Таким входит Клаузен Лаврова в спектакль. В свой привычный круг, где на первый взгляд все говорит о благополучии, устойчивых традициях респектабельного дома. Массивные кресла. Высокие резные спинки стульев. Горящий огромный камин на переднем плане, слева — точно святилище. А над ним большой портрет (кисти самого Каульбаха) красивой нарядной дамы, покойной жены Маттиаса, почитаемый, как икона.

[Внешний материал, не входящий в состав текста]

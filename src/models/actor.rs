//! The caller of a core operation, as resolved by the external auth layer.

use super::role::Role;
use crate::errors::{AppError, AppResult};

#[derive(Debug, Clone, Copy, PartialEq, Eq)]
pub struct Actor {
    pub id: i64,
    pub role: Role,
}

impl Actor {
    pub fn new(id: i64, role: Role) -> Self {
        Self { id, role }
    }

    pub fn require_director(&self) -> AppResult<()> {
        if self.role != Role::Director {
            return Err(AppError::Forbidden(format!(
                "user {} is not a director",
                self.id
            )));
        }
        Ok(())
    }

    pub fn require_monitor(&self) -> AppResult<()> {
        if self.role != Role::Monitor {
            return Err(AppError::Forbidden(format!(
                "user {} is not a monitor",
                self.id
            )));
        }
        Ok(())
    }
}
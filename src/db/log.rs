use crate::errors::AppResult;
use chrono::Local;
use rusqlite::Connection;
use rusqlite::params;

/// Write an internal audit line into the `log` table.
pub fn ttlog(conn: &Connection, operation: &str, target: &str, message: &str) -> AppResult<()> {
    let now = Local::now().to_rfc3339();

    let mut stmt = conn.prepare_cached(
        "INSERT INTO log (date, operation, target, message)
         VALUES (?1, ?2, ?3, ?4)",
    )?;

    stmt.execute(params![now, operation, target, message])?;

    Ok(())
}

/// Audit line attributed to the acting user.
pub fn audit(
    conn: &Connection,
    actor_id: i64,
    operation: &str,
    target: &str,
    message: &str,
) -> AppResult<()> {
    ttlog(
        conn,
        operation,
        target,
        &format!("[user {}] {}", actor_id, message),
    )
}
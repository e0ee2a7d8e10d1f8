//! Path utilities: expand ~ in configured paths.

use std::path::PathBuf;

pub fn expand_tilde(path: &str) -> PathBuf {
    if path == "~"
        && let Some(home) = dirs::home_dir()
    {
        return home;
    }
    if path.starts_with("~/")
        && let Some(home) = dirs::home_dir()
    {
        return home.join(path.trim_start_matches("~/"));
    }
    PathBuf::from(path)
}
// src/export/mod.rs

mod fs_utils;
mod json_csv;

pub use fs_utils::ensure_writable;

use crate::errors::{AppError, AppResult};
use crate::ui::messages::{success, warning};
use clap::ValueEnum;
use json_csv::{export_csv, export_json};
use serde::Serialize;
use std::io;
use std::path::Path;

/// Shared completion message for every export.
pub(crate) fn notify_export_success(label: &str, path: &Path) {
    success(format!("{label} export completed: {}", path.display()));
}

#[derive(Clone, Copy, Debug, PartialEq, Eq, ValueEnum)]
pub enum ExportFormat {
    Csv,
    Json,
}

pub struct ExportLogic;

impl ExportLogic {
    /// Write a report to `file`.
    ///
    /// JSON gets the whole `document`; CSV gets the flat `rows`, one line
    /// each, with a header derived from the row type.
    pub fn export<D, R>(
        format: ExportFormat,
        file: &str,
        force: bool,
        document: &D,
        rows: &[R],
    ) -> AppResult<()>
    where
        D: Serialize,
        R: Serialize,
    {
        let path = Path::new(file);

        if file.trim().is_empty() {
            return Err(AppError::from(io::Error::other("Output file path is empty")));
        }

        ensure_writable(path, force)?;

        match format {
            ExportFormat::Json => export_json(document, path),
            ExportFormat::Csv => {
                if rows.is_empty() {
                    warning("No rows to export for the selected report.");
                }
                export_csv(rows, path)
            }
        }
    }
}
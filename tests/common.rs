//! Shared fixtures for integration tests.
#![allow(dead_code)]

use std::collections::HashSet;
use std::sync::{Arc, Mutex};

use chrono::{DateTime, TimeZone, Utc};
use tempfile::TempDir;
use tokio::sync::mpsc::UnboundedReceiver;

use petcare::pet::engine::EngineConfig;
use petcare::pet::{
    ChannelNotifier, ManualClock, Notification, OwnerId, PetRecord, PetRepository, PetService,
    PetServiceBuilder, PetStore, PetStoreBuilder, StoreError,
};

pub fn t0() -> DateTime<Utc> {
    Utc.with_ymd_and_hms(2024, 7, 1, 9, 0, 0).unwrap()
}

/// A service over a throwaway sled store, a manual clock and a channel
/// notifier. Keep `dir` alive for as long as the store is used.
pub struct Fixture {
    pub dir: TempDir,
    pub store: Arc<dyn PetRepository>,
    pub clock: Arc<ManualClock>,
    pub service: PetService,
    pub notices: UnboundedReceiver<Notification>,
}

pub fn open_store(dir: &TempDir) -> Arc<PetStore> {
    Arc::new(PetStoreBuilder::new(dir.path().join("pets")).open().expect("store"))
}

pub fn fixture() -> Fixture {
    fixture_with(|b| b)
}

/// Random events off so decay stays inside the configured ranges.
pub fn quiet_engine() -> EngineConfig {
    EngineConfig {
        random_event_chance: 0.0,
        ..EngineConfig::default()
    }
}

pub fn fixture_with(customize: impl FnOnce(PetServiceBuilder) -> PetServiceBuilder) -> Fixture {
    let dir = TempDir::new().expect("tempdir");
    let store: Arc<dyn PetRepository> = open_store(&dir);
    fixture_on(dir, store, customize)
}

pub fn fixture_on(
    dir: TempDir,
    store: Arc<dyn PetRepository>,
    customize: impl FnOnce(PetServiceBuilder) -> PetServiceBuilder,
) -> Fixture {
    let clock = Arc::new(ManualClock::new(t0()));
    let (notifier, notices) = ChannelNotifier::new();
    let builder = PetServiceBuilder::new(store.clone())
        .clock(clock.clone())
        .notifier(Arc::new(notifier))
        .rng_seed(2024);
    let service = customize(builder).build().expect("service");
    Fixture {
        dir,
        store,
        clock,
        service,
        notices,
    }
}

/// Repository wrapper whose writes fail for selected owners.
pub struct FlakyRepository {
    inner: Arc<PetStore>,
    failing: Mutex<HashSet<OwnerId>>,
}

impl FlakyRepository {
    pub fn new(inner: Arc<PetStore>) -> Self {
        Self {
            inner,
            failing: Mutex::new(HashSet::new()),
        }
    }

    pub fn fail_writes_for(&self, owner_id: OwnerId) {
        self.failing.lock().unwrap().insert(owner_id);
    }

    fn check(&self, owner_id: OwnerId) -> Result<(), StoreError> {
        if self.failing.lock().unwrap().contains(&owner_id) {
            return Err(StoreError::Io(std::io::Error::new(
                std::io::ErrorKind::Other,
                format!("injected write failure for owner {}", owner_id),
            )));
        }
        Ok(())
    }
}

impl PetRepository for FlakyRepository {
    fn get(&self, owner_id: OwnerId) -> Result<Option<PetRecord>, StoreError> {
        self.inner.get(owner_id)
    }

    fn put(&self, pet: &PetRecord) -> Result<(), StoreError> {
        self.check(pet.owner_id)?;
        self.inner.put(pet)
    }

    fn delete(&self, owner_id: OwnerId) -> Result<bool, StoreError> {
        self.check(owner_id)?;
        self.inner.delete(owner_id)
    }

    fn list_owner_ids(&self) -> Result<Vec<OwnerId>, StoreError> {
        self.inner.list_owner_ids()
    }

    fn commit_batch(&self, puts: &[PetRecord], deletes: &[OwnerId]) -> Result<(), StoreError> {
        for id in puts.iter().map(|p| p.owner_id).chain(deletes.iter().copied()) {
            self.check(id)?;
        }
        self.inner.commit_batch(puts, deletes)
    }
}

Замечательный сценограф Александр Орлов и художник по свету Глеб Фильштинский элегантно ограничили распахнутое в глубь, ширину и верх сценическое пространство тремя рядами вертикальных и горизонтальных плоских рам «под темное дерево». Движение рам и меняющиеся подсветки натянутых на них тканей создают ощущение воздуха, простора. И так прекрасно небо в самой глубине — с бегущими облаками в квадратных переплетах окна во всю стену, которые, однако, покажутся потом решетками тюрьмы.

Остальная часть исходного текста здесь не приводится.